A purchase-approval system routes each request up a chain of authority. Three handlers sit in a fixed order: Team Lead, Manager, and Director. Each handler has an approval limit. When a request arrives, the first handler whose limit covers the amount approves it; if no handler can approve the amount, the chain rejects it.

Approval limits:

RoleLimit
Team Leadup to 100
Managerup to 1,000
Directorup to 10,000

Commands

CommandBehaviorOutput
["request", amount]Route the amount up the chain; the first handler whose limit covers it approves it"<Role> approved <amount>" or "Rejected: <amount> exceeds all limits"

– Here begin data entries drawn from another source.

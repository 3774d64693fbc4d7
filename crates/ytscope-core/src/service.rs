//! Main retrieval API for the dashboard
//!
//! Combines the HTTP client with the JSON parsers. Every operation runs
//! its requests one after another and keeps no state between calls.

use tracing::instrument;

use crate::client::{ClientConfig, YoutubeClient};
use crate::error::{Result, YoutubeError};
use crate::parser::videos::Video;
use crate::parser::{Channel, parse_channel_list, parse_playlist_page, parse_video_list};
use crate::types::{ChannelBatch, ChannelRecord, SkippedChannel, VideoRecord};
use crate::url::{channel_details_path, channel_uploads_path, playlist_items_path, videos_path};

/// Build a service handle from an optional API key
///
/// Convenience for callers holding the key as `Option`, e.g. straight
/// from `std::env::var(..).ok()`.
///
/// # Errors
/// - `Configuration` if the key is `None`, empty or whitespace only
///
/// # Example
/// ```
/// use ytscope_core::{ErrorKind, create_client};
/// assert_eq!(create_client(None).unwrap_err().kind(), ErrorKind::Configuration);
/// assert_eq!(create_client(Some("")).unwrap_err().kind(), ErrorKind::Configuration);
/// assert!(create_client(Some("AIzaTestKey")).is_ok());
/// ```
pub fn create_client(api_key: Option<&str>) -> Result<YoutubeService> {
    match api_key {
        Some(key) => YoutubeService::new(key),
        None => Err(YoutubeError::Configuration(
            "API key not found".to_string(),
        )),
    }
}

/// Retrieval API over the YouTube Data API v3
///
/// The handle is immutable; one instance serves every call in the process.
#[derive(Debug)]
pub struct YoutubeService {
    client: YoutubeClient,
}

impl YoutubeService {
    /// Create a new service for the public API endpoint
    ///
    /// # Errors
    /// - `Configuration` if `api_key` is empty or whitespace only
    pub fn new(api_key: &str) -> Result<Self> {
        let client = YoutubeClient::new(api_key)?;
        Ok(Self { client })
    }

    /// Create a new service with custom client configuration
    ///
    /// # Errors
    /// - `Configuration` if the API key is empty or whitespace only
    /// - `HttpError` if HTTP client initialization fails
    pub fn with_config(config: ClientConfig) -> Result<Self> {
        let client = YoutubeClient::with_config(config)?;
        Ok(Self { client })
    }

    /// Look up one channel's snippet and statistics
    ///
    /// # Arguments
    /// * `channel_id` - Channel ID (e.g., "UC_x5XG1OV2P6uZZ5FSM9Ttw")
    ///
    /// # Returns
    /// The channel resource as the API returned it; use
    /// [`Channel::to_record`] to flatten it
    ///
    /// # Errors
    /// - `InvalidChannel` if the ID is blank or matches no channel
    /// - `AccessDenied` on HTTP 403 (quota or key problems)
    /// - `NotFound` on HTTP 404
    /// - `ApiError` / `HttpError` for other transport failures
    /// - `ParseError` if the response cannot be decoded
    ///
    /// # Example
    /// ```no_run
    /// # async fn example() -> ytscope_core::Result<()> {
    /// use ytscope_core::YoutubeService;
    /// let service = YoutubeService::new("AIza...")?;
    /// let channel = service.fetch_channel("UC_x5XG1OV2P6uZZ5FSM9Ttw").await?;
    /// println!("{:?}: {:?}", channel.snippet.title, channel.statistics.subscriber_count);
    /// # Ok(())
    /// # }
    /// ```
    #[instrument(skip(self))]
    pub async fn fetch_channel(&self, channel_id: &str) -> Result<Channel> {
        if channel_id.trim().is_empty() {
            return Err(YoutubeError::invalid_channel(channel_id));
        }

        let body = self.client.fetch(&channel_details_path(channel_id)).await?;
        let response = parse_channel_list(&body)?;

        response
            .items
            .into_iter()
            .next()
            .ok_or_else(|| YoutubeError::invalid_channel(channel_id))
    }

    /// Flatten several channels into table rows, skipping failures
    ///
    /// Identifiers are trimmed, processed in order, and duplicates are
    /// looked up again. A failed identifier is logged and left out.
    ///
    /// # Example
    /// ```no_run
    /// # async fn example() -> ytscope_core::Result<()> {
    /// use ytscope_core::{YoutubeService, parse_channel_ids};
    /// let service = YoutubeService::new("AIza...")?;
    /// let ids = parse_channel_ids("UC_x5XG1OV2P6uZZ5FSM9Ttw, UCnotachannel");
    /// for row in service.extract_channels(&ids).await {
    ///     println!("{}: {} subscribers", row.channel_id, row.subscriber_count);
    /// }
    /// # Ok(())
    /// # }
    /// ```
    pub async fn extract_channels<S: AsRef<str>>(&self, channel_ids: &[S]) -> Vec<ChannelRecord> {
        self.extract_channels_with_report(channel_ids).await.records
    }

    /// Like [`YoutubeService::extract_channels`], also listing what was skipped
    #[instrument(skip_all, fields(requested = channel_ids.len()))]
    pub async fn extract_channels_with_report<S: AsRef<str>>(
        &self,
        channel_ids: &[S],
    ) -> ChannelBatch {
        let mut batch = ChannelBatch::default();

        for raw_id in channel_ids {
            let channel_id = raw_id.as_ref().trim();

            match self.fetch_channel(channel_id).await {
                Ok(channel) => {
                    let mut record = channel.to_record();
                    if record.channel_id.is_empty() {
                        record.channel_id = channel_id.to_string();
                    }
                    batch.records.push(record);
                }
                Err(e) => {
                    tracing::warn!(channel_id, error = %e, "skipping channel");
                    batch.skipped.push(SkippedChannel {
                        channel_id: channel_id.to_string(),
                        kind: e.kind(),
                        reason: e.to_string(),
                    });
                }
            }
        }

        tracing::debug!(
            resolved = batch.records.len(),
            skipped = batch.skipped.len(),
            "channel batch finished"
        );
        batch
    }

    /// Collect metadata of every upload of a channel
    ///
    /// Walks the channel's uploads playlist 50 entries at a time and
    /// fetches details for each page in one batched request.
    ///
    /// # Returns
    /// Video rows in playlist order; empty if the channel has no uploads
    ///
    /// # Errors
    /// - `InvalidChannel` if the channel or its uploads playlist cannot be resolved
    /// - any error of the uploads lookup itself, unwrapped
    /// - `VideoListing` wrapping the first failure while paging; rows
    ///   collected before that failure are discarded
    #[instrument(skip(self))]
    pub async fn fetch_all_videos(&self, channel_id: &str) -> Result<Vec<VideoRecord>> {
        let uploads = self.resolve_uploads_playlist(channel_id).await?;
        tracing::debug!(%uploads, "resolved uploads playlist");

        self.collect_playlist_videos(&uploads)
            .await
            .map_err(|source| YoutubeError::VideoListing {
                channel_id: channel_id.to_string(),
                source: Box::new(source),
            })
    }

    async fn resolve_uploads_playlist(&self, channel_id: &str) -> Result<String> {
        if channel_id.trim().is_empty() {
            return Err(YoutubeError::invalid_channel(channel_id));
        }

        let body = self.client.fetch(&channel_uploads_path(channel_id)).await?;
        let response = parse_channel_list(&body)?;

        response
            .items
            .first()
            .and_then(Channel::uploads_playlist_id)
            .map(str::to_string)
            .ok_or_else(|| YoutubeError::invalid_channel(channel_id))
    }

    async fn collect_playlist_videos(&self, playlist_id: &str) -> Result<Vec<VideoRecord>> {
        let mut videos = Vec::new();
        let mut page_token: Option<String> = None;
        let mut pages = 0usize;

        loop {
            let body = self
                .client
                .fetch(&playlist_items_path(playlist_id, page_token.as_deref()))
                .await?;
            let page = parse_playlist_page(&body)?;
            let video_ids = page.video_ids();

            if !video_ids.is_empty() {
                let body = self.client.fetch(&videos_path(&video_ids)).await?;
                let details = parse_video_list(&body)?;
                videos.extend(details.items.iter().map(Video::to_record));
            }

            pages += 1;
            tracing::debug!(pages, collected = videos.len(), "fetched uploads page");

            match page.next_page_token() {
                Some(next) if page_token.as_deref() == Some(next) => {
                    return Err(YoutubeError::Unknown(format!(
                        "pagination did not advance past token {}",
                        next
                    )));
                }
                Some(next) => page_token = Some(next.to_string()),
                None => break,
            }
        }

        Ok(videos)
    }
}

The program reads one command per line and prints one line per command.

Example
Input
5
request 50
request 500
request 5000
request 100
request 50000
Output
Team Lead approved 50
Manager approved 500
Director approved 5000
Team Lead approved 100
Rejected: 50000 exceeds all limits
Explanation
A request for 50 is within the Team Lead's limit of 100, so the Team Lead approves it. A request for 500 exceeds the Team Lead's limit but is within the Manager's limit of 1,000, so it passes to the Manager. A request for 5,000 passes through both Team Lead and Manager before the Director (limit 10,000) approves it. The boundary case of exactly 100 is still within the Team Lead's limit and is approved there. A request for 50,000 exceeds all three limits and is rejected.

Your task

Create TeamLead, Manager, and Director — each a subclass of Handler — so the commands produce the output above. The starter keeps the Handler base class (with the next link and the forwarding logic), the chain-wiring function, and the run_approvals dispatcher. A TODO comment in the starter lists each class's expected role name and approval limit.